Spydamonkey Digital Blog


Cloud Atlas Hackers Add Polymorphic Malware to Their Toolkit

Cyber-espionage group Cloud Atlas has added polymorphic malware to its arsenal to avoid having its operations detected and monitored with the help of previously collected indicators of compromise (IOCs).

The hacking group also known as Inception [12] was initially identified in 2014 by Kaspersky's Global Research and Analysis Team researchers, and it has a history of targeting government agencies and entities from a wide range of industries via spear-phishing campaigns.

While the malware and Tactics, Techniques, and Procedures (TTP) Cloud Atlas uses during its operations has remained unchanged since at least 2018, the APT group has now added new polymorphic HTML Application malware dropper in the form of a malicious HTA and a backdoor dubbed VBShower.

Old Cloud Atlas infection chain
Old Cloud Atlas infection chain

The new infection chain Cloud Atlas employs to infect its targets has been observed by Kaspersky's research team on compromised machines owned by organizations from in Central Asia, Eastern Europe, and Russia, starting with April 2019.

After successfully infiltrating a target's systems, the threat actors will make use of their malware's document stealer, password grabbing, and info gathering modules to collect and exfiltrate information which gets sent to command and control (C2) servers they control.

Unlike previous campaigns operated by the threat group which started by dropping its PowerShower PowerShell-based validator implant following the exploitation of the CVE-2017-11882and CVE-2018-0802 flaws in Microsoft Office, new attacks observed by Kaspersky start by downloading and launching the polymorphic HTA.

"The newly updated chain of infection postpones the execution of PowerShower until a later stage.
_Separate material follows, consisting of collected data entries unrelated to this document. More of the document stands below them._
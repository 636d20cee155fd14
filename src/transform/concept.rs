//! Topic to concept conversion.

use crate::dom::{Document, Element};
use crate::error::Result;

use super::{Conversion, concept_doctype, copy_head, copy_related_links, require_topic};

/// Convert a generic topic into a concept.
///
/// The body content is carried over verbatim: every body child lands in the
/// concept body unchanged and in original order.
pub fn to_concept(doc: &Document) -> Result<Conversion> {
    let topic = require_topic(doc)?;

    let mut concept = Element::new("concept");
    copy_head(topic, &mut concept);

    if let Some(body) = topic.child("body") {
        let mut conbody = Element::new("conbody");
        conbody.attributes = body.attributes.clone();
        conbody.children = body.children.clone();
        concept.push_element(conbody);
    }

    copy_related_links(topic, &mut concept);

    Ok(Conversion::new(Document {
        doctype: Some(concept_doctype()),
        root: concept,
    }))
}
//! Topic to task conversion for heading-convention topics.
//!
//! Authors writing in tools without task semantics mark up a task as a
//! generic topic with labeled heading paragraphs ("Prerequisites",
//! "Procedure", ...). This conversion scans the body in document order,
//! classifies content into semantic zones by those headings, and emits a
//! fully structured task: prereq, context, steps, result,
//! tasktroubleshooting, postreq, and related-links.

use crate::dom::{Document, Element, Node};
use crate::error::Result;

use super::links::build_related_links;
use super::steps::build_steps;
use super::{
    Conversion, all_insignificant, copy_head, copy_related_links, require_no_sections,
    require_topic, task_doctype,
};

/// Semantic zones of a generated task body.
#[derive(Debug, Clone, Copy, PartialEq, Eq)]
enum Zone {
    Prerequisites,
    Procedure,
    Verification,
    Troubleshooting,
    NextSteps,
    RelatedResources,
}

/// Map a recognized heading label to its zone. Matching is exact and
/// case-sensitive.
fn zone_for_label(label: &str) -> Option<Zone> {
    match label {
        "Prerequisites" => Some(Zone::Prerequisites),
        "Procedure" => Some(Zone::Procedure),
        "Verification" => Some(Zone::Verification),
        "Troubleshooting" => Some(Zone::Troubleshooting),
        "Next steps" => Some(Zone::NextSteps),
        "Additional resources" | "Related information" => Some(Zone::RelatedResources),
        _ => None,
    }
}

/// Buffered content per zone. `None` means the zone's heading never
/// appeared, which is distinct from a heading followed by nothing.
#[derive(Default)]
struct ZoneBuffers {
    prerequisites: Option<Vec<Node>>,
    procedure: Option<Vec<Node>>,
    verification: Option<Vec<Node>>,
    troubleshooting: Option<Vec<Node>>,
    next_steps: Option<Vec<Node>>,
    related: Option<Vec<Node>>,
}

impl ZoneBuffers {
    fn open(&mut self, zone: Zone) -> &mut Vec<Node> {
        let slot = match zone {
            Zone::Prerequisites => &mut self.prerequisites,
            Zone::Procedure => &mut self.procedure,
            Zone::Verification => &mut self.verification,
            Zone::Troubleshooting => &mut self.troubleshooting,
            Zone::NextSteps => &mut self.next_steps,
            Zone::RelatedResources => &mut self.related,
        };
        slot.get_or_insert_with(Vec::new)
    }
}

/// Convert a heading-convention topic into a fully structured task.
pub fn to_task_generated(doc: &Document) -> Result<Conversion> {
    let topic = require_topic(doc)?;
    require_no_sections(topic)?;

    let mut warnings = Vec::new();

    // Scan the body in document order. Exactly one zone is open at a time;
    // each recognized heading closes the previous zone and opens its own.
    let mut context: Vec<Node> = Vec::new();
    let mut zones = ZoneBuffers::default();
    let mut current: Option<Zone> = None;

    if let Some(body) = topic.child("body") {
        for node in &body.children {
            if let Some(label) = heading_label(node) {
                match zone_for_label(&label) {
                    Some(zone) => {
                        zones.open(zone);
                        current = Some(zone);
                    }
                    None => {
                        warnings.push(format!("Unsupported title '{label}' found, skipping..."));
                    }
                }
                continue;
            }

            match current {
                Some(zone) => zones.open(zone).push(node.clone()),
                // Content before the first heading always becomes context.
                None => context.push(node.clone()),
            }
        }
    }

    let mut task = Element::new("task");
    copy_head(topic, &mut task);

    if let Some(body) = topic.child("body") {
        let mut taskbody = Element::new("taskbody");
        taskbody.attributes = body.attributes.clone();

        if let Some(buffer) = &zones.prerequisites
            && let Some(list) = extract_list(buffer, &["ul"], Wording::Steps, &mut warnings)
        {
            taskbody.push_element(wrap("prereq", list));
        }

        if !all_insignificant(&context) {
            let mut wrapper = Element::new("context");
            wrapper.children = context;
            taskbody.push_element(wrapper);
        }

        if let Some(buffer) = &zones.procedure
            && let Some(list) = extract_list(buffer, &["ol", "ul"], Wording::Steps, &mut warnings)
        {
            // An unordered procedure still converts, into unordered steps.
            let container = if list.name == "ol" { "steps" } else { "steps-unordered" };
            taskbody.push_element(build_steps(list, container));
        }

        if let Some(buffer) = &zones.verification
            && let Some(list) = extract_list(buffer, &["ul"], Wording::Steps, &mut warnings)
        {
            taskbody.push_element(wrap("result", list));
        }

        if let Some(buffer) = &zones.troubleshooting
            && let Some(list) = extract_list(buffer, &["ol"], Wording::Steps, &mut warnings)
        {
            taskbody.push_element(wrap("tasktroubleshooting", list));
        }

        if let Some(buffer) = &zones.next_steps
            && let Some(list) = extract_list(buffer, &["ul"], Wording::Steps, &mut warnings)
        {
            taskbody.push_element(wrap("postreq", list));
        }

        task.push_element(taskbody);

        // Related links are siblings of the task body, not nested in it.
        if let Some(buffer) = &zones.related
            && let Some(list) = extract_list(buffer, &["ul"], Wording::RelatedLinks, &mut warnings)
        {
            task.push_element(build_related_links(list, &mut warnings));
        }
    }

    copy_related_links(topic, &mut task);

    Ok(Conversion {
        document: Document {
            doctype: Some(task_doctype()),
            root: task,
        },
        warnings,
    })
}

/// The label of a zone-heading marker: a paragraph whose outputclass marks
/// it as a title. The label is the paragraph's trimmed text.
fn heading_label(node: &Node) -> Option<String> {
    let element = node.as_element()?;
    if element.name == "p" && element.attr("outputclass") == Some("title") {
        Some(element.text_content().trim().to_string())
    } else {
        None
    }
}

/// Which message templates a zone uses.
#[derive(Clone, Copy)]
enum Wording {
    Steps,
    RelatedLinks,
}

impl Wording {
    fn skip_label(self) -> &'static str {
        match self {
            Wording::Steps => "steps",
            Wording::RelatedLinks => "related-links",
        }
    }

    fn empty_label(self) -> &'static str {
        match self {
            Wording::Steps => "steps",
            Wording::RelatedLinks => "related links",
        }
    }
}

/// Pull the single expected list out of a zone buffer.
///
/// Diagnostics, in priority order: stray non-list content warns and is
/// dropped while the list is still processed; extra qualifying lists warn
/// and only the first is kept; no qualifying list warns and the zone is
/// omitted.
fn extract_list<'a>(
    buffer: &'a [Node],
    kinds: &[&str],
    wording: Wording,
    warnings: &mut Vec<String>,
) -> Option<&'a Element> {
    let mut lists: Vec<&Element> = Vec::new();
    let mut stray = false;

    for node in buffer.iter().filter(|node| !node.is_insignificant()) {
        match node.as_element() {
            Some(el) if kinds.contains(&el.name.as_str()) => lists.push(el),
            _ => stray = true,
        }
    }

    if stray {
        warnings.push(format!(
            "Non-list elements found in {}, skipping...",
            wording.skip_label()
        ));
    }
    if lists.len() > 1 {
        warnings.push(format!(
            "Extra list elements found in {}, skipping...",
            wording.skip_label()
        ));
    }
    if lists.is_empty() {
        warnings.push(format!(
            "No list elements found in {}",
            wording.empty_label()
        ));
        return None;
    }

    Some(lists[0])
}

/// Wrap a list verbatim in a zone container.
fn wrap(name: &str, list: &Element) -> Element {
    let mut wrapper = Element::new(name);
    wrapper.push_element(list.clone());
    wrapper
}
//! # ditaform
//!
//! Convert generic DITA topics into specialized concept, task, or
//! reference documents.
//!
//! ## Conversions
//!
//! - Concept: body content carried over verbatim
//! - Reference: body content wrapped in a single section
//! - Task: body split into context, steps (from the first ordered list),
//!   and result
//! - Generated task: heading-convention content classified into semantic
//!   zones (prerequisites, procedure, verification, troubleshooting,
//!   next steps, related resources)
//!
//! ## Quick Start
//!
//! ```
//! use ditaform::{Document, to_task};
//!
//! let topic = Document::parse(
//!     r#"<topic id="example">
//!         <title>Example</title>
//!         <body>
//!             <p>Introduction</p>
//!             <ol><li>First step</li><li>Second step</li></ol>
//!         </body>
//!     </topic>"#,
//! )?;
//!
//! let conversion = to_task(&topic)?;
//! for warning in &conversion.warnings {
//!     eprintln!("{warning}");
//! }
//! println!("{}", conversion.document.to_xml());
//! # Ok::<(), ditaform::Error>(())
//! ```
//!
//! Conversions are pure: the same input always yields the same output tree
//! and the same ordered warning log. The library performs no I/O.

pub mod dom;
pub mod error;
pub mod transform;

pub use dom::{Doctype, Document, Element, Node};
pub use error::{Error, Result};
pub use transform::{Conversion, to_concept, to_reference, to_task, to_task_generated};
Instead, after the initial infection, a malicious HTML app is now downloaded and executed on the target machine," says the report.

New Cloud Atlas infection chain
New Cloud Atlas infection chain

"This application will then collect initial information about the attacked computer and download and execute VBShower, another malicious module."
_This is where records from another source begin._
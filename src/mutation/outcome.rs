use serde::Deserialize;
use serde_json::Value;

use crate::error_catalog::ErrorCatalog;
use crate::mutation::error::MutationError;

/// Shown when a failure cannot be mapped to anything more specific.
pub const GENERIC_ERROR_MESSAGE: &str = "We could not process your request.";

/// Shown when the server answers a write with HTTP 403.
pub const PERMISSION_DENIED_MESSAGE: &str = "You do not have permission to perform this action.";

/// One business-rule rejection reported in-band by the server.
#[derive(Clone, Debug, PartialEq, Eq)]
pub struct DomainError {
    /// Top-level payload key the error was reported under.
    pub result_key: String,
    pub resource: String,
    pub field: String,
    pub code: String,
}

#[derive(Deserialize)]
struct WireDomainError {
    #[serde(default)]
    resource: Option<String>,
    #[serde(default)]
    field: Option<String>,
    #[serde(default)]
    code: Option<String>,
}

/// Result of scanning a settled payload for domain errors.
#[derive(Clone, Debug, PartialEq, Eq)]
pub enum Classification {
    Success,
    DomainError {
        /// First error of the first erroring key; the one shown to the user.
        primary: DomainError,
        /// Every domain error in payload order, `primary` included.
        all: Vec<DomainError>,
    },
}

impl Classification {
    pub fn is_success(&self) -> bool {
        matches!(self, Classification::Success)
    }
}

/// Scans top-level payload keys in server order for non-empty `errors` arrays.
pub fn classify(payload: &Value) -> Classification {
    let Some(fields) = payload.as_object() else {
        return Classification::Success;
    };

    let all: Vec<DomainError> = fields
        .iter()
        .flat_map(|(key, value)| domain_errors_for(key, value))
        .collect();

    match all.first().cloned() {
        Some(primary) => Classification::DomainError { primary, all },
        None => Classification::Success,
    }
}

fn domain_errors_for(key: &str, value: &Value) -> Vec<DomainError> {
    let Some(errors) = value
        .as_object()
        .and_then(|object| object.get("errors"))
        .and_then(Value::as_array)
    else {
        return Vec::new();
    };

    errors
        .iter()
        .map(|entry| {
            let wire = WireDomainError::deserialize(entry).unwrap_or(WireDomainError {
                resource: None,
                field: None,
                code: None,
            });
            DomainError {
                result_key: key.to_string(),
                resource: wire.resource.unwrap_or_default(),
                field: wire.field.unwrap_or_default(),
                code: wire.code.unwrap_or_default(),
            }
        })
        .collect()
}

/// Message for a domain error; falls back to [`GENERIC_ERROR_MESSAGE`] when the
/// catalog is unavailable or does not map the triple.
pub fn domain_error_message(catalog: Option<&ErrorCatalog>, error: &DomainError) -> String {
    catalog
        .and_then(|catalog| catalog.lookup(&error.resource, &error.field, &error.code))
        .unwrap_or(GENERIC_ERROR_MESSAGE)
        .to_string()
}

/// Message for a rejected write.
pub fn transport_error_message(error: &MutationError) -> &'static str {
    if error.is_permission_denied() {
        PERMISSION_DENIED_MESSAGE
    } else {
        GENERIC_ERROR_MESSAGE
    }
}

#[cfg(test)]
mod tests {
    use super::*;
    use crate::mutation::error::{internal_error, network_error, permission_denied};
    use serde_json::json;

    #[test]
    fn null_or_empty_errors_is_success() {
        assert!(classify(&json!({ "updateThing": { "ok": true, "errors": null } })).is_success());
        assert!(classify(&json!({ "updateThing": { "ok": true, "errors": [] } })).is_success());
        assert!(classify(&json!({ "updateThing": { "ok": true } })).is_success());
        assert!(classify(&json!({ "deleteThing": true })).is_success());
        assert!(classify(&Value::Null).is_success());
    }

    #[test]
    fn first_error_of_first_erroring_key_is_primary() {
        let payload = json!({
            "updateThing": { "ok": true, "errors": null },
            "renameThing": {
                "errors": [
                    { "resource": "Thing", "field": "name", "code": "required" },
                    { "resource": "Thing", "field": "slug", "code": "taken" }
                ]
            },
            "tagThing": {
                "errors": [{ "resource": "Tag", "field": "label", "code": "invalid" }]
            }
        });

        let Classification::DomainError { primary, all } = classify(&payload) else {
            panic!("expected a domain error");
        };
        assert_eq!(primary.result_key, "renameThing");
        assert_eq!(primary.field, "name");
        assert_eq!(primary.code, "required");
        let keys: Vec<_> = all.iter().map(|err| (err.result_key.as_str(), err.code.as_str())).collect();
        assert_eq!(
            keys,
            [("renameThing", "required"), ("renameThing", "taken"), ("tagThing", "invalid")]
        );
    }

    #[test]
    fn key_order_follows_the_payload_not_the_alphabet() {
        let payload: Value = serde_json::from_str(
            r#"{"zeta": {"errors": [{"resource": "Z", "field": "f", "code": "c"}]},
                "alpha": {"errors": [{"resource": "A", "field": "f", "code": "c"}]}}"#,
        )
        .unwrap();

        let Classification::DomainError { primary, .. } = classify(&payload) else {
            panic!("expected a domain error");
        };
        assert_eq!(primary.resource, "Z");
    }

    #[test]
    fn malformed_entries_still_disqualify_success() {
        let payload = json!({ "updateThing": { "errors": ["boom"] } });
        let Classification::DomainError { primary, .. } = classify(&payload) else {
            panic!("expected a domain error");
        };
        assert_eq!(primary.resource, "");
        assert_eq!(
            domain_error_message(Some(&ErrorCatalog::default()), &primary),
            GENERIC_ERROR_MESSAGE
        );
    }

    #[test]
    fn catalog_messages_resolve_exactly() {
        let catalog = ErrorCatalog::from_entries([("Thing", "name", "required", "Name is required.")]);
        let error = DomainError {
            result_key: "updateThing".into(),
            resource: "Thing".into(),
            field: "name".into(),
            code: "required".into(),
        };
        assert_eq!(domain_error_message(Some(&catalog), &error), "Name is required.");
        assert_eq!(domain_error_message(None, &error), GENERIC_ERROR_MESSAGE);

        let unmapped = DomainError {
            code: "too_long".into(),
            ..error
        };
        assert_eq!(domain_error_message(Some(&catalog), &unmapped), GENERIC_ERROR_MESSAGE);
    }

    #[test]
    fn transport_messages() {
        assert_eq!(transport_error_message(&permission_denied("no")), PERMISSION_DENIED_MESSAGE);
        assert_eq!(
            transport_error_message(&network_error("down").with_status(502)),
            GENERIC_ERROR_MESSAGE
        );
        assert_eq!(transport_error_message(&internal_error("odd")), GENERIC_ERROR_MESSAGE);
    }
}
The VBShower backdoor which also replaces PowerShower as a validator module is then used to download and execute a PowerShower installer or another previously detected and analyzed Cloud Atlas second stage backdoor installer.

Right before the second stage installers are dropped on the compromised systems following commands delivered by its masters, VBShower will also make sure that all evidence of the malware is erased.

"While this new infection chain is more complicated than the previous model, its main differentiator is that a malicious HTML application and the VBShower module are polymorphic," add the researchers.

This makes it possible for the hacking group to always infect their targets using modules that will appear as unique and new, thus making it a lot harder if not impossible for their malicious implants to be detected with the help of previously found IOCs.

Recent Cloud Atlas targets
Recent Cloud Atlas targets

"[..] IoC have become obsolete as a reliable tool to spot a targeted attack in your network. This first emerged with ProjectSauron, which would create a unique set of IoC for each of its victims and continued with the trend of using open source tools in espionage operations instead of unique ones," says GReAT reseacher Felix Aime.

"Now this is continuing with this recent example of polymorphic malware. This doesn’t mean that actors are becoming harder to catch, but that security skills and the defenders toolkit needs to evolve along with the toolkit and skills of the malicious actors they are tracking."

Kaspersky's research team provides a full list of indicators of compromised (IOCs) for the current campaign, including C2 IP addresses, VBShower paths and registry keys, as well as some of the attacker e-mails detected during the recent attacks.